Task goal: Report the count of lines below in which the string "last" occurs; include nothing else.

--- Materials provided Enclosed Below ---

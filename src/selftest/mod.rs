//! Detection-style self checks.
//!
//! A [`TestRunner`] holds named [`Probe`]s grouped by [`ProbeCategory`]. Each
//! probe inspects a profile the way a fingerprinting page would inspect the
//! spoofed browser and reports what it expected and what it saw. A probe
//! that errors or panics counts as a failure; the run always continues.
//!
//! ```rust
//! use ki_fingerprint::profile::FingerprintProfile;
//! use ki_fingerprint::selftest::{RunFilter, TestRunner};
//!
//! let mut runner = TestRunner::new();
//! runner.run_all(&FingerprintProfile::default(), &RunFilter::default());
//! let report = runner.generate_report();
//! assert_eq!(report.total, report.passed + report.failed);
//! ```

mod probes;
mod suites;

use std::collections::BTreeMap;
use std::fmt;
use std::panic::{self, AssertUnwindSafe};
use std::str::FromStr;
use std::time::{Duration, Instant};

use serde::{Deserialize, Serialize};
use serde_json::Value;
use thiserror::Error;
use tracing::{debug, info};

use crate::profile::FingerprintProfile;

pub use suites::Suite;

/// Probe body. Errors are reported as failures.
pub type ProbeFn = fn(&FingerprintProfile) -> anyhow::Result<ProbeOutcome>;

#[derive(Debug, Error)]
pub enum SelfTestError {
    #[error("Unknown probe category: {0}")]
    UnknownCategory(String),

    #[error("Unknown probe suite: {0}")]
    UnknownSuite(String),
}

#[derive(Debug, Clone, Copy, PartialEq, Eq, Hash, PartialOrd, Ord, Serialize, Deserialize)]
#[serde(rename_all = "lowercase")]
pub enum ProbeCategory {
    Navigator,
    Canvas,
    Webgl,
    Audio,
    Fonts,
    Screen,
    Timezone,
    Webrtc,
    Prototype,
    Function,
    General,
}

impl ProbeCategory {
    pub const ALL: &'static [ProbeCategory] = &[
        ProbeCategory::Navigator,
        ProbeCategory::Canvas,
        ProbeCategory::Webgl,
        ProbeCategory::Audio,
        ProbeCategory::Fonts,
        ProbeCategory::Screen,
        ProbeCategory::Timezone,
        ProbeCategory::Webrtc,
        ProbeCategory::Prototype,
        ProbeCategory::Function,
        ProbeCategory::General,
    ];

    pub fn as_str(self) -> &'static str {
        match self {
            ProbeCategory::Navigator => "navigator",
            ProbeCategory::Canvas => "canvas",
            ProbeCategory::Webgl => "webgl",
            ProbeCategory::Audio => "audio",
            ProbeCategory::Fonts => "fonts",
            ProbeCategory::Screen => "screen",
            ProbeCategory::Timezone => "timezone",
            ProbeCategory::Webrtc => "webrtc",
            ProbeCategory::Prototype => "prototype",
            ProbeCategory::Function => "function",
            ProbeCategory::General => "general",
        }
    }
}

impl fmt::Display for ProbeCategory {
    fn fmt(&self, f: &mut fmt::Formatter<'_>) -> fmt::Result {
        f.write_str(self.as_str())
    }
}

impl FromStr for ProbeCategory {
    type Err = SelfTestError;

    fn from_str(s: &str) -> Result<Self, Self::Err> {
        let lowered = s.to_lowercase();
        ProbeCategory::ALL
            .iter()
            .copied()
            .find(|c| c.as_str() == lowered)
            .ok_or_else(|| SelfTestError::UnknownCategory(s.to_string()))
    }
}

/// What a probe observed.
#[derive(Debug, Clone, PartialEq, Serialize, Deserialize)]
pub struct ProbeOutcome {
    pub passed: bool,
    pub expected: Value,
    pub actual: Value,
    #[serde(skip_serializing_if = "Option::is_none")]
    pub details: Option<String>,
}

impl ProbeOutcome {
    /// Passes when `actual` equals `expected`.
    pub fn compare(expected: impl Into<Value>, actual: impl Into<Value>) -> Self {
        let expected = expected.into();
        let actual = actual.into();
        Self {
            passed: expected == actual,
            expected,
            actual,
            details: None,
        }
    }

    pub fn check(passed: bool, expected: impl Into<Value>, actual: impl Into<Value>) -> Self {
        Self {
            passed,
            expected: expected.into(),
            actual: actual.into(),
            details: None,
        }
    }

    /// A pass for surfaces the profile leaves to the real browser.
    pub fn skipped(reason: impl Into<String>) -> Self {
        Self {
            passed: true,
            expected: Value::Null,
            actual: Value::Null,
            details: Some(reason.into()),
        }
    }

    pub fn with_details(mut self, details: impl Into<String>) -> Self {
        self.details = Some(details.into());
        self
    }
}

/// A named check.
#[derive(Debug, Clone)]
pub struct Probe {
    pub name: String,
    pub category: ProbeCategory,
    pub run: ProbeFn,
}

impl Probe {
    pub fn new(name: impl Into<String>, category: ProbeCategory, run: ProbeFn) -> Self {
        Self {
            name: name.into(),
            category,
            run,
        }
    }
}

/// Restricts a run. Empty fields select everything.
#[derive(Debug, Clone, Default, PartialEq, Eq, Serialize, Deserialize)]
#[serde(rename_all = "camelCase")]
pub struct RunFilter {
    pub categories: Option<Vec<ProbeCategory>>,
    pub test_names: Option<Vec<String>>,
}

impl RunFilter {
    pub fn categories(categories: impl IntoIterator<Item = ProbeCategory>) -> Self {
        Self {
            categories: Some(categories.into_iter().collect()),
            test_names: None,
        }
    }

    pub fn names<S: Into<String>>(names: impl IntoIterator<Item = S>) -> Self {
        Self {
            categories: None,
            test_names: Some(names.into_iter().map(Into::into).collect()),
        }
    }

    fn matches(&self, probe: &Probe) -> bool {
        let category_ok = self
            .categories
            .as_ref()
            .map_or(true, |c| c.contains(&probe.category));
        let name_ok = self
            .test_names
            .as_ref()
            .map_or(true, |n| n.iter().any(|name| *name == probe.name));
        category_ok && name_ok
    }
}

/// One executed probe.
#[derive(Debug, Clone, Serialize, Deserialize)]
#[serde(rename_all = "camelCase")]
pub struct ProbeResult {
    pub name: String,
    pub category: ProbeCategory,
    pub passed: bool,
    pub expected: Value,
    pub actual: Value,
    #[serde(skip_serializing_if = "Option::is_none")]
    pub details: Option<String>,
    #[serde(skip_serializing_if = "Option::is_none")]
    pub error: Option<String>,
    pub duration_us: u64,
}

#[derive(Debug, Clone, Default, PartialEq, Eq, Serialize, Deserialize)]
pub struct CategorySummary {
    pub total: usize,
    pub passed: usize,
    pub failed: usize,
}

/// Aggregate of the last run.
#[derive(Debug, Clone, Serialize, Deserialize)]
#[serde(rename_all = "camelCase")]
pub struct TestReport {
    pub total: usize,
    pub passed: usize,
    pub failed: usize,
    /// Percentage in `0..=100`; `0` for an empty run.
    pub pass_rate: f64,
    pub categories: BTreeMap<ProbeCategory, CategorySummary>,
    pub failures: Vec<ProbeResult>,
    pub duration_ms: f64,
}

impl TestReport {
    pub fn category(&self, category: ProbeCategory) -> Option<&CategorySummary> {
        self.categories.get(&category)
    }

    /// Pass rate over the given categories only.
    pub fn pass_rate_for(&self, categories: &[ProbeCategory]) -> f64 {
        let (total, passed) = self
            .categories
            .iter()
            .filter(|(c, _)| categories.contains(c))
            .fold((0, 0), |(t, p), (_, s)| (t + s.total, p + s.passed));
        percentage(passed, total)
    }
}

fn percentage(passed: usize, total: usize) -> f64 {
    if total == 0 {
        0.0
    } else {
        passed as f64 * 100.0 / total as f64
    }
}

/// Probe registry and the results of its last run.
#[derive(Debug, Clone)]
pub struct TestRunner {
    probes: Vec<Probe>,
    results: Vec<ProbeResult>,
    elapsed: Duration,
}

impl Default for TestRunner {
    fn default() -> Self {
        Self::new()
    }
}

impl TestRunner {
    /// A runner with the built-in probes.
    pub fn new() -> Self {
        let mut runner = Self::empty();
        for probe in probes::builtin() {
            runner.register(probe);
        }
        runner
    }

    pub fn empty() -> Self {
        Self {
            probes: Vec::new(),
            results: Vec::new(),
            elapsed: Duration::ZERO,
        }
    }

    /// Adds a probe, replacing any probe with the same name.
    pub fn register(&mut self, probe: Probe) {
        match self.probes.iter_mut().find(|p| p.name == probe.name) {
            Some(existing) => *existing = probe,
            None => self.probes.push(probe),
        }
    }

    /// Adds every probe of a third-party-style suite.
    pub fn register_suite(&mut self, suite: Suite) -> usize {
        let probes = suite.probes();
        let count = probes.len();
        for probe in probes {
            self.register(probe);
        }
        debug!(suite = %suite, probes = count, "Registered probe suite");
        count
    }

    pub fn probes(&self) -> &[Probe] {
        &self.probes
    }

    pub fn probe_names(&self) -> Vec<&str> {
        self.probes.iter().map(|p| p.name.as_str()).collect()
    }

    /// Results of the last [`run_all`](Self::run_all).
    pub fn results(&self) -> &[ProbeResult] {
        &self.results
    }

    /// Runs every probe selected by `filter` against `profile`.
    pub fn run_all(&mut self, profile: &FingerprintProfile, filter: &RunFilter) -> &[ProbeResult] {
        let started = Instant::now();
        let results: Vec<ProbeResult> = self
            .probes
            .iter()
            .filter(|p| filter.matches(p))
            .map(|p| run_probe(p, profile))
            .collect();
        self.elapsed = started.elapsed();

        let passed = results.iter().filter(|r| r.passed).count();
        info!(
            total = results.len(),
            passed,
            failed = results.len() - passed,
            "Self-test run finished"
        );
        self.results = results;
        &self.results
    }

    pub fn generate_report(&self) -> TestReport {
        let mut categories: BTreeMap<ProbeCategory, CategorySummary> = BTreeMap::new();
        for result in &self.results {
            let summary = categories.entry(result.category).or_default();
            summary.total += 1;
            if result.passed {
                summary.passed += 1;
            } else {
                summary.failed += 1;
            }
        }

        let total = self.results.len();
        let passed = self.results.iter().filter(|r| r.passed).count();
        TestReport {
            total,
            passed,
            failed: total - passed,
            pass_rate: percentage(passed, total),
            categories,
            failures: self.results.iter().filter(|r| !r.passed).cloned().collect(),
            duration_ms: self.elapsed.as_secs_f64() * 1000.0,
        }
    }
}

fn run_probe(probe: &Probe, profile: &FingerprintProfile) -> ProbeResult {
    let started = Instant::now();
    let outcome = panic::catch_unwind(AssertUnwindSafe(|| (probe.run)(profile)));
    let duration_us = started.elapsed().as_micros() as u64;

    let mut result = ProbeResult {
        name: probe.name.clone(),
        category: probe.category,
        passed: false,
        expected: Value::Null,
        actual: Value::Null,
        details: None,
        error: None,
        duration_us,
    };
    match outcome {
        Ok(Ok(outcome)) => {
            result.passed = outcome.passed;
            result.expected = outcome.expected;
            result.actual = outcome.actual;
            result.details = outcome.details;
        }
        Ok(Err(e)) => result.error = Some(format!("{:#}", e)),
        Err(payload) => result.error = Some(panic_message(payload.as_ref())),
    }
    if !result.passed {
        debug!(probe = %result.name, category = %result.category, error = ?result.error, "Probe failed");
    }
    result
}

fn panic_message(payload: &(dyn std::any::Any + Send)) -> String {
    if let Some(s) = payload.downcast_ref::<&str>() {
        format!("panicked: {}", s)
    } else if let Some(s) = payload.downcast_ref::<String>() {
        format!("panicked: {}", s)
    } else {
        "panicked".to_string()
    }
}

#[cfg(test)]
mod tests {
    use super::*;
    use anyhow::bail;
    use serde_json::json;

    fn failing(_: &FingerprintProfile) -> anyhow::Result<ProbeOutcome> {
        bail!("probe exploded")
    }

    fn panicking(_: &FingerprintProfile) -> anyhow::Result<ProbeOutcome> {
        panic!("boom")
    }

    fn passing(_: &FingerprintProfile) -> anyhow::Result<ProbeOutcome> {
        Ok(ProbeOutcome::compare(json!(1), json!(1)))
    }

    #[test]
    fn test_default_profile_passes_builtin_probes() {
        let mut runner = TestRunner::new();
        runner.run_all(&FingerprintProfile::default(), &RunFilter::default());
        let report = runner.generate_report();
        assert!(report.total > 20);
        assert!(report.failures.is_empty(), "{:?}", report.failures);
        assert_eq!(report.pass_rate, 100.0);
        for category in ProbeCategory::ALL {
            assert!(report.category(*category).is_some(), "no probe for {}", category);
        }
    }

    #[test]
    fn test_errors_and_panics_are_failures() {
        let mut runner = TestRunner::empty();
        runner.register(Probe::new("ok", ProbeCategory::General, passing));
        runner.register(Probe::new("err", ProbeCategory::General, failing));
        runner.register(Probe::new("panic", ProbeCategory::Canvas, panicking));
        runner.run_all(&FingerprintProfile::default(), &RunFilter::default());

        let report = runner.generate_report();
        assert_eq!(report.total, 3);
        assert_eq!(report.passed, 1);
        assert!((report.pass_rate - 33.333).abs() < 0.01);
        assert_eq!(report.category(ProbeCategory::General).unwrap().failed, 1);

        let err = runner.results().iter().find(|r| r.name == "err").unwrap();
        assert_eq!(err.error.as_deref(), Some("probe exploded"));
        let panicked = runner.results().iter().find(|r| r.name == "panic").unwrap();
        assert_eq!(panicked.error.as_deref(), Some("panicked: boom"));
    }

    #[test]
    fn test_filters() {
        let mut runner = TestRunner::new();
        let results = runner.run_all(
            &FingerprintProfile::default(),
            &RunFilter::categories([ProbeCategory::Webgl]),
        );
        assert!(!results.is_empty());
        assert!(results.iter().all(|r| r.category == ProbeCategory::Webgl));

        let results = runner.run_all(
            &FingerprintProfile::default(),
            &RunFilter::names(["webdriver_hidden"]),
        );
        assert_eq!(results.len(), 1);
    }

    #[test]
    fn test_empty_run_report() {
        let runner = TestRunner::new();
        let report = runner.generate_report();
        assert_eq!(report.total, 0);
        assert_eq!(report.pass_rate, 0.0);
    }

    #[test]
    fn test_register_replaces_by_name() {
        let mut runner = TestRunner::empty();
        runner.register(Probe::new("x", ProbeCategory::General, failing));
        runner.register(Probe::new("x", ProbeCategory::General, passing));
        assert_eq!(runner.probes().len(), 1);
    }

    #[test]
    fn test_category_parse() {
        assert_eq!("WebGL".parse::<ProbeCategory>().unwrap(), ProbeCategory::Webgl);
        assert!("gpu".parse::<ProbeCategory>().is_err());
    }
}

--- End of Enclosed Materials provided ---

Problem solution: 3